Un thé en bonne compagnie
La femme s’apprête. Elle enrubanne les restes de ses cheveux, noircit ses cils, blanchit sa peau, lisse les plis de sa robe, puis se tourne vers le miroir pour juger de la justesse de sa figure. Le ventre rentré, le torse artistiquement tourné, les yeux plissés et la tête un peu penchée vers l’arrière, elle se convainc de sa grâce juvénile.
Satisfaite, elle passe au salon.
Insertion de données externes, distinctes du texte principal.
use crate::config::SyncConfig;
use crate::domain::event::{BugEvent, EventAction, UpdatableField};
use crate::domain::ticket::{FieldUpdate, TicketFields, comment_marker};

pub const DEFAULT_STATUS: &str = "To Do";
pub const DEFAULT_PRIORITY: &str = "Medium";

/// What a `<field>-changed` event does to an existing ticket.
#[derive(Debug, Clone, PartialEq, Eq)]
pub enum UpdateOp {
    Fields(FieldUpdate),
    Transition(String),
    Ignore(String),
}

/// Translates Launchpad bug events into Jira field values.
#[derive(Debug, Clone)]
pub struct TicketMapper {
    launchpad_url: String,
}

impl TicketMapper {
    pub fn new(launchpad_url: impl Into<String>) -> Self {
        Self {
            launchpad_url: launchpad_url.into(),
        }
    }

    pub fn create_fields(&self, event: &BugEvent, config: &SyncConfig) -> TicketFields {
        TicketFields {
            project_key: config.jira_project_key.clone(),
            issue_type: config.jira_issue_type.clone(),
            summary: event.new.title.clone().unwrap_or_default(),
            description: self.render_description(event, config),
            priority: Some(resolve_priority(config, event.new.importance.as_deref())),
            components: config.components.clone(),
            parent_key: config
                .jira_epic_key
                .clone()
                .filter(|key| !key.trim().is_empty()),
            labels: event
                .bug_id()
                .map(|bug| vec![bug.tracking_label()])
                .unwrap_or_default(),
        }
    }

    pub fn update_op(&self, event: &BugEvent, config: &SyncConfig) -> UpdateOp {
        let EventAction::Changed(name) = event.kind() else {
            return UpdateOp::Ignore(format!("'{}' is not a change event", event.action));
        };
        let Some(field) = UpdatableField::parse(&name) else {
            return UpdateOp::Ignore(format!("field '{name}' is not synced"));
        };

        match field {
            UpdatableField::Title => UpdateOp::Fields(FieldUpdate {
                summary: Some(event.new.title.clone().unwrap_or_default()),
                ..FieldUpdate::default()
            }),
            UpdatableField::Description | UpdatableField::Reporter => {
                if !config.sync_description {
                    return UpdateOp::Ignore("description sync is disabled".to_string());
                }
                UpdateOp::Fields(FieldUpdate {
                    description: Some(self.render_description(event, config)),
                    ..FieldUpdate::default()
                })
            }
            UpdatableField::Status => {
                UpdateOp::Transition(resolve_status(config, event.new.status.as_deref()))
            }
            UpdatableField::Importance => UpdateOp::Fields(FieldUpdate {
                priority: Some(resolve_priority(config, event.new.importance.as_deref())),
                ..FieldUpdate::default()
            }),
        }
    }

    /// Comment body for a mirrored Launchpad comment, tagged with its marker.
    pub fn comment_text(&self, event: &BugEvent) -> String {
        let comment_id = event.bug_comment.as_deref().unwrap_or_default();
        let commenter = strip_path(event.new.commenter.as_deref().unwrap_or("unknown"));
        let content = event.new.content.as_deref().unwrap_or_default().trim();
        format!(
            "{} {commenter} wrote:\n\n{content}",
            comment_marker(comment_id)
        )
        .trim_end()
        .to_string()
    }

    fn render_description(&self, event: &BugEvent, config: &SyncConfig) -> String {
        let reporter = strip_path(event.new.reporter.as_deref().unwrap_or("unknown"));
        let mut sections = vec![
            format!("Launchpad bug: {}", event.source_url(&self.launchpad_url)),
            format!("Reported by: {reporter}"),
        ];
        if config.sync_description {
            if let Some(description) = event
                .new
                .description
                .as_deref()
                .map(str::trim)
                .filter(|d| !d.is_empty())
            {
                sections.push(description.to_string());
            }
        }
        sections.join("\n\n")
    }
}

pub fn resolve_status(config: &SyncConfig, status: Option<&str>) -> String {
    status
        .and_then(|status| config.status_mapping.get(status))
        .cloned()
        .unwrap_or_else(|| DEFAULT_STATUS.to_string())
}

pub fn resolve_priority(config: &SyncConfig, importance: Option<&str>) -> String {
    importance
        .and_then(|importance| config.severity_mapping.get(importance))
        .cloned()
        .unwrap_or_else(|| DEFAULT_PRIORITY.to_string())
}

fn strip_path(identity: &str) -> &str {
    identity.trim().trim_start_matches('/')
}
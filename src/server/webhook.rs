//! Launchpad webhook endpoint.

use axum::Json;
use axum::body::Bytes;
use axum::extract::rejection::QueryRejection;
use axum::extract::{Query, State};
use axum::http::{HeaderMap, StatusCode};
use axum::response::{IntoResponse, Response};
use serde::{Deserialize, Serialize};
use tracing::info;

use crate::context::AppContext;
use crate::error::AppError;
use crate::workflow::sync::SyncOutcome;
use crate::workflow::webhook::handle_delivery;

const HEADER_SIGNATURE: &str = "x-hub-signature";

#[derive(Debug, Default, Deserialize)]
pub struct WebhookParams {
    /// Base64 YAML overlaid on the project configuration for this request.
    pub yaml: Option<String>,
}

#[derive(Debug, Serialize, Deserialize)]
pub struct WebhookResponse {
    pub message: String,
}

impl IntoResponse for AppError {
    fn into_response(self) -> Response {
        let (status, message) = match &self {
            AppError::Authentication(_) => (StatusCode::UNAUTHORIZED, "Unauthorized".to_string()),
            AppError::BadRequest(_) | AppError::Override(_) => {
                (StatusCode::BAD_REQUEST, self.to_string())
            }
            AppError::Conflict(_) => (StatusCode::NOT_FOUND, "Not Found".to_string()),
            _ => (
                StatusCode::INTERNAL_SERVER_ERROR,
                "Internal Server Error".to_string(),
            ),
        };
        (status, Json(WebhookResponse { message })).into_response()
    }
}

pub async fn webhook_handler(
    State(ctx): State<AppContext>,
    params: Result<Query<WebhookParams>, QueryRejection>,
    headers: HeaderMap,
    body: Bytes,
) -> Result<Json<WebhookResponse>, AppError> {
    let signature = headers
        .get(HEADER_SIGNATURE)
        .and_then(|value| value.to_str().ok());

    // Query errors surface only after the signature has been checked.
    let outcome = handle_delivery(&ctx, &body, signature, || match params {
        Ok(Query(params)) => Ok(params.yaml),
        Err(rejection) => Err(AppError::BadRequest(rejection.body_text())),
    })
    .await?;
    info!(outcome = ?outcome, "Webhook processed");

    let message = match outcome {
        SyncOutcome::Created(key) => format!("Created Jira issue {key}"),
        SyncOutcome::Updated(key) => format!("Updated Jira issue {key}"),
        SyncOutcome::Commented(key) => format!("Added comment to Jira issue {key}"),
        SyncOutcome::Ignored(reason) => format!("Webhook received and validated: {reason}"),
    };
    Ok(Json(WebhookResponse { message }))
}
mod cmd;
mod config;
mod context;
mod domain;
mod error;
mod infra;
mod logging;
mod server;
mod services;
mod webhooks;
mod workflow;

#[cfg(test)]
mod test_utils;

use std::path::PathBuf;

use clap::{Parser, Subcommand};

use crate::cmd::config::{self as config_cmd, ConfigArgs};
use crate::cmd::serve::{self, ServeArgs};
use crate::config::DEFAULT_CONFIG_PATH;
use crate::error::AppResult;

#[derive(Parser)]
#[command(
    name = "bugbridge",
    author,
    version,
    about = "Mirror Launchpad bugs into Jira"
)]
struct Cli {
    /// Path to the YAML configuration file.
    #[arg(long, global = true, env = "CONFIG_PATH", default_value = DEFAULT_CONFIG_PATH)]
    config: PathBuf,

    #[command(subcommand)]
    command: Commands,
}

#[derive(Subcommand)]
enum Commands {
    /// Run the webhook server.
    Serve(ServeArgs),
    /// Inspect configuration and encode request overrides.
    Config(ConfigArgs),
}

#[tokio::main]
async fn main() {
    if let Err(error) = run().await {
        eprintln!("Error: {error}");
        std::process::exit(1);
    }
}

async fn run() -> AppResult<()> {
    let cli = Cli::parse();
    logging::init()?;

    match cli.command {
        Commands::Serve(args) => serve::run(args, &cli.config).await,
        Commands::Config(args) => config_cmd::run(args.command, &cli.config),
    }
}
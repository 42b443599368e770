use std::io;

use thiserror::Error;

use crate::config::OverrideError;

#[derive(Debug, Error)]
pub enum AppError {
    #[error("configuration error: {0}")]
    Configuration(String),
    #[error("authentication failed: {0}")]
    Authentication(String),
    #[error("bad request: {0}")]
    BadRequest(String),
    #[error("invalid base64 YAML in \"yaml\" query parameter: {0}")]
    Override(#[from] OverrideError),
    #[error("conflict: {0}")]
    Conflict(String),
    #[error("issue tracker error: {0}")]
    IssueTracker(String),
    #[error("internal error")]
    Internal,
    #[error(transparent)]
    Io(#[from] io::Error),
}

pub type AppResult<T> = Result<T, AppError>;
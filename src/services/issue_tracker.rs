use async_trait::async_trait;

use crate::domain::event::BugId;
use crate::domain::ticket::{FieldUpdate, Ticket, TicketFields, Transition};
use crate::error::AppResult;

#[async_trait]
pub trait IssueTrackerService: Send + Sync {
    /// Most recently created ticket in `project_key` tracking `bug`.
    async fn find_ticket(&self, project_key: &str, bug: &BugId) -> AppResult<Option<Ticket>>;
    async fn create_ticket(&self, fields: &TicketFields) -> AppResult<Ticket>;
    async fn update_ticket(&self, ticket: &Ticket, update: &FieldUpdate) -> AppResult<()>;
    async fn current_status(&self, ticket: &Ticket) -> AppResult<String>;
    async fn available_transitions(&self, ticket: &Ticket) -> AppResult<Vec<Transition>>;
    async fn apply_transition(&self, ticket: &Ticket, transition: &Transition) -> AppResult<()>;
    async fn add_comment(&self, ticket: &Ticket, text: &str) -> AppResult<()>;
    async fn has_comment(&self, ticket: &Ticket, comment_id: &str) -> AppResult<bool>;
}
Sa tablée l’attend. Tous sont venus pour elle et pour elle seule. Ses admirateurs, ses servants. Elle minaude, bat des cils, fait mine de rebuffer M. Théière, lui rappelle, peut-être un peu trop vertement, que s’il n’est pas capable de se conduire en gentilhomme, un autre sera ravi de prendre sa place. Pas plus tard qu’à l’instant, elle a vu Sire Borne et Lady Mouette passer devant sa fenêtre, elle est certaine qu’une invitation à sa table les comblera de joie.
M. Théière se renfrogne. La femme aurait dû davantage mesurer ses propos. Il est difficile, cependant, de se restreindre, lorsqu’elle sait qu’un sourire de sa part suffira à dissiper la mauvaise humeur de la pauvre créature. Elle se détourne donc, ménage ses effets, et flatte ses autres convives d’un trait plein d’humour.
Le reste n’est que plaisirs et discussions enlevées. La femme virevolte de conversation en conversation, partage, sans avarice aucune, ses anecdotes, quand elle n’éblouit pas son public d’une réflexion fulgurante, laquelle retombe ensuite sur la table en scintillements colorés, pour l’émerveillement de tous.
Ô, quelle joie, quelle perfection ! À tant tourbillonner, la femme s’oublie, ou présume qu’elle s’est libérée, qu’elle peut continuer ainsi à festoyer dans ce moment sublime.
Elle ne voit pas la lumière du soleil baisser, ses fils passer à travers les trous dont son refuge est perclus. Elle détourne la tête lorsque la lumière atteint le miroir, carasse les craquelures profondes, les éclats manquants, et rehausse, comme autant d’enchâssements difformes, les piqures sombres qui le strient.
L’attention de la femme refuse de quitter la table. Elle entraîne sa compagnie dans une réjouissance frénétique, un jaillissement toujours plus acharné, une course désespérée pour échapper à la lumière mourante.
Mais comme tous les soirs, cette dernière triomphe. Elle transperce M. Théière, Dame Coussin, le duc de Planche, et même la Ventrue, pourtant cachée dans un coin sombre, son foyer refroidi pour ne pas attirer sur elle l’attention de l’astre.
La femme soupire. Son maquillage a coulé en longues traînées noires sur ses joues et ses lèvres. Des mèches poisseuses dégoulinent le long de ses oreilles. Elle se sait vaincue. À gestes lents, elle dégrafe sa robe, s’en extirpe avec mille délicatesses pour ne pas agrandir les balafres de vide sur ses flancs. Elle s’en va alors la ranger dans un précieux coffre à l’abris des mites et de la marée. La femme n’a pas dit son dernier mot. Elle refuse de se rendre, de fuir, comme tous les autres l’ont fait. Son muffle se fronce. Elle grogne. Elle n’accepte ni le temps qui passe, ni ce terme de vieille qui lui colle à la peau dès que ses artifices s’achèvent. Sa colère n’a d’égal que sa détermination. Quelque part, loin, elle a enterré son nom, son passé. Elle s’est débarrassée de tout ce qui entravait son chemin vers le présent qu’elle mérite, figé dans temps comme un kyste dans la chair. Les autres peuvent se résigner, partir, accepter, l’abandonner. Elle rejette ces notions.